--- START ---

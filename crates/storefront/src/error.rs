//! Unified error handling with Sentry integration.
//!
//! Route handlers return `Result<T, AppError>`. Server errors are captured
//! to Sentry before responding; client errors carry a short message that is
//! safe to show.

use axum::{
    http::StatusCode,
    response::{IntoResponse, Response},
};
use thiserror::Error;

use musicshop_core::{CartError, CheckoutError};

use crate::db::RepositoryError;
use crate::services::{AuthError, ShopError};

/// Application-level error type for the storefront.
#[derive(Debug, Error)]
pub enum AppError {
    /// A shop operation failed.
    #[error("Shop error: {0}")]
    Shop(#[from] ShopError),

    /// Authentication operation failed.
    #[error("Auth error: {0}")]
    Auth(#[from] AuthError),

    /// Reading or writing the session failed.
    #[error("Session error: {0}")]
    Session(#[from] tower_sessions::session::Error),

    /// Resource not found.
    #[error("Not found: {0}")]
    NotFound(String),

    /// Bad request from client.
    #[error("Bad request: {0}")]
    BadRequest(String),

    /// Internal server error.
    #[error("Internal error: {0}")]
    Internal(String),
}

impl From<RepositoryError> for AppError {
    fn from(err: RepositoryError) -> Self {
        Self::Shop(ShopError::from(err))
    }
}

impl AppError {
    /// HTTP status for this error.
    #[must_use]
    pub fn status(&self) -> StatusCode {
        match self {
            Self::Shop(err) => shop_status(err),
            Self::Auth(err) => match err {
                AuthError::InvalidCredentials | AuthError::UserNotFound => {
                    StatusCode::UNAUTHORIZED
                }
                AuthError::UserAlreadyExists => StatusCode::CONFLICT,
                AuthError::WeakPassword(_) | AuthError::InvalidEmail(_) => {
                    StatusCode::BAD_REQUEST
                }
                AuthError::Repository(err) => repository_status(err),
                AuthError::PasswordHash => StatusCode::INTERNAL_SERVER_ERROR,
            },
            Self::NotFound(_) => StatusCode::NOT_FOUND,
            Self::BadRequest(_) => StatusCode::BAD_REQUEST,
            Self::Session(_) | Self::Internal(_) => StatusCode::INTERNAL_SERVER_ERROR,
        }
    }

    /// Message shown to the client. Internals are never exposed.
    #[must_use]
    pub fn client_message(&self) -> String {
        if self.status().is_server_error() {
            return "Internal server error".to_string();
        }
        match self {
            Self::Shop(ShopError::Repository(RepositoryError::Conflict(_))) => {
                "The cart changed in another request, please try again".to_string()
            }
            Self::Shop(ShopError::Repository(RepositoryError::NotFound)) => {
                "Not found".to_string()
            }
            Self::Shop(err) => err.to_string(),
            Self::Auth(err) => match err {
                AuthError::InvalidCredentials | AuthError::UserNotFound => {
                    "Invalid credentials".to_string()
                }
                AuthError::UserAlreadyExists => {
                    "An account with this email already exists".to_string()
                }
                AuthError::WeakPassword(msg) => msg.clone(),
                AuthError::InvalidEmail(_) => "Invalid email address".to_string(),
                _ => "Authentication error".to_string(),
            },
            _ => self.to_string(),
        }
    }
}

fn shop_status(err: &ShopError) -> StatusCode {
    match err {
        ShopError::Cart(CartError::FrozenCart(_)) | ShopError::Order(_) => StatusCode::CONFLICT,
        ShopError::Cart(CartError::ItemNotInCart(_))
        | ShopError::ProductNotFound(_)
        | ShopError::NotFound(_) => StatusCode::NOT_FOUND,
        ShopError::Cart(CartError::Quantity(_))
        | ShopError::Quantity(_)
        | ShopError::Checkout(_)
        | ShopError::Stock(_)
        | ShopError::InvalidSeed(_) => StatusCode::BAD_REQUEST,
        ShopError::Repository(err) => repository_status(err),
    }
}

const fn repository_status(err: &RepositoryError) -> StatusCode {
    match err {
        RepositoryError::Conflict(_) | RepositoryError::FrozenCart(_) => StatusCode::CONFLICT,
        RepositoryError::NotFound => StatusCode::NOT_FOUND,
        RepositoryError::Database(_) | RepositoryError::DataCorruption(_) => {
            StatusCode::INTERNAL_SERVER_ERROR
        }
    }
}

impl IntoResponse for AppError {
    fn into_response(self) -> Response {
        let status = self.status();

        if status.is_server_error() {
            let event_id = sentry::capture_error(&self);
            tracing::error!(
                error = %self,
                sentry_event_id = %event_id,
                "Request error"
            );
        } else if status == StatusCode::CONFLICT {
            tracing::warn!(error = %self, "Request conflict");
        }

        (status, self.client_message()).into_response()
    }
}

/// Result type alias for `AppError`.
pub type Result<T> = std::result::Result<T, AppError>;

/// Set the Sentry user context.
///
/// Call this after successful authentication to associate errors with users.
pub fn set_sentry_user(user_id: &impl ToString, email: Option<&str>) {
    sentry::configure_scope(|scope| {
        scope.set_user(Some(sentry::User {
            id: Some(user_id.to_string()),
            email: email.map(String::from),
            ..Default::default()
        }));
    });
}

/// Clear the Sentry user context on logout.
pub fn clear_sentry_user() {
    sentry::configure_scope(|scope| {
        scope.set_user(None);
    });
}

/// Add a breadcrumb for a user action.
///
/// Breadcrumbs appear in Sentry reports as the trail leading up to an error.
pub fn add_breadcrumb(category: &str, message: &str, data: &[(&str, String)]) {
    let mut breadcrumb = sentry::Breadcrumb {
        category: Some(category.to_string()),
        message: Some(message.to_string()),
        level: sentry::Level::Info,
        ..Default::default()
    };

    for (key, value) in data {
        breadcrumb
            .data
            .insert((*key).to_string(), serde_json::Value::String(value.clone()));
    }

    sentry::add_breadcrumb(breadcrumb);
}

--- END ---

The task - If a line in the data holds the word "AppError", count it, then state the total alone.

Response for this exercise - 7